Turning 30 is a milestone in any woman’s life, and it can be a source of considerable anxiety.The impending transition of your (supposedly) youthful and carefree 20’s to your more “adult” 30’s can spark an existential crisis in even the most confident and self-assured amongst us. I’ve recently found myself dwelling over the end of my “glory days“, and thinking about my childhood dreams that never quite came to fruition.
Turning 30 is one of those things that everyone has an opinion about. At sixteen, I compared it to something similar to the apocalypse – an instant death of youth, soft supple skin, and free-range irresponsibility. At twenty something, I saw it only as the next dreaded step, working tirelessly to achieve everything I told myself I would do before the third decade hits. And then you find yourself sitting on thirties’ doorstep, and wonder; How did I get here? Where are my two kids I suppose to have had? What happen to my home with the white picket fence? Why have I not won my two Oscars as yet for my role as the Bond Girl? Where did my personal trainer go to?
I don’t know if I’m the only woman facing this fear and anxiety of turning thirty.
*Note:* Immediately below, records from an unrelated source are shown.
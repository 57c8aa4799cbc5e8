//! Client configuration

const DEFAULT_BASE_URL: &str = "http://localhost:8000";

/// Where the membership API lives
#[derive(Debug, Clone, PartialEq, Eq)]
pub struct ClientConfig {
    pub base_url: String,
}

impl Default for ClientConfig {
    fn default() -> Self {
        Self::new(DEFAULT_BASE_URL)
    }
}

impl ClientConfig {
    pub fn new(base_url: impl Into<String>) -> Self {
        let base_url: String = base_url.into();
        Self {
            base_url: base_url.trim_end_matches('/').to_string(),
        }
    }

    /// Read `MEMBERSHIP_API_URL`, falling back to the local server
    pub fn from_env() -> Self {
        match std::env::var("MEMBERSHIP_API_URL") {
            Ok(url) if !url.trim().is_empty() => Self::new(url.trim()),
            _ => Self::default(),
        }
    }
}
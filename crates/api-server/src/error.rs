//! Error responses shared by the route handlers
//!
//! Every failure is returned as `{"message": "..."}`; the admin console
//! shows that message to the operator.

use axum::{extract::rejection::JsonRejection, http::StatusCode, Json};
use serde::Serialize;
use tracing::error;

#[derive(Debug, Serialize)]
pub struct ErrorResponse {
    pub message: String,
}

pub type RouteError = (StatusCode, Json<ErrorResponse>);

pub fn route_error(status: StatusCode, message: impl Into<String>) -> RouteError {
    (
        status,
        Json(ErrorResponse {
            message: message.into(),
        }),
    )
}

pub fn map_core_error(err: mb_core::Error) -> RouteError {
    use mb_core::Error;

    let status = match &err {
        Error::MemberNotFound(_) | Error::HealthApplicationNotFound(_) | Error::NotFound(_) => {
            StatusCode::NOT_FOUND
        }
        Error::InvalidInput(_) => StatusCode::BAD_REQUEST,
        Error::Conflict(_) => StatusCode::CONFLICT,
        Error::Io(_) | Error::Serialization(_) | Error::Storage(_) => {
            error!("Store failure: {}", err);
            StatusCode::INTERNAL_SERVER_ERROR
        }
    };
    route_error(status, err.to_string())
}

/// Malformed or mistyped JSON bodies
pub fn map_json_rejection(rejection: JsonRejection) -> RouteError {
    route_error(StatusCode::BAD_REQUEST, rejection.body_text())
}

pub fn parse_uuid(raw: &str, what: &str) -> Result<uuid::Uuid, RouteError> {
    uuid::Uuid::parse_str(raw)
        .map_err(|_| route_error(StatusCode::BAD_REQUEST, format!("Invalid {} ID", what)))
}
I find myself walking and wondering who’s following me, and I suddenly realise it’s my own ass bouncing about behind me….Yeah, it turns out I’m not naturally young anymore. Grey hairs are starting to breed on my head; a new one spotted every 2 hours! Then people say things like “You look good for your age” (Who you kidding?) Getting pregnant turns from the scary thing you should never do, at any cost…..to what you must do, at any cost.
You’re aware that your metabolism is starting to slow down, very quick. Then there’s the bladder (I could use a replacement already!). And the sad realisation that by definition you are not a prodigy. You have, however, became an expert on taxes and grocery shopping on a budget.
Then there’s the “Keeping up with the 20 somethings”. Now, I’ve always loved dancing and still do, more than anything else. And yes, I might not do it as often as earlier in my life, but when I do, I think, yeah…I can still do this. But the next morning, my body looks me straight in the eye and say; “Girlfriend, please…..you’re not 20 anymore!”
This, I believe, is a quarter-life crisis. I think that the mid-life crisis gets way too much press, so no one pays attention to the quarter-life crisis. Around the age of 25, there is a moment of panic: or a prolonged moment of panic, which for me has lasted about five years and has yet to stop.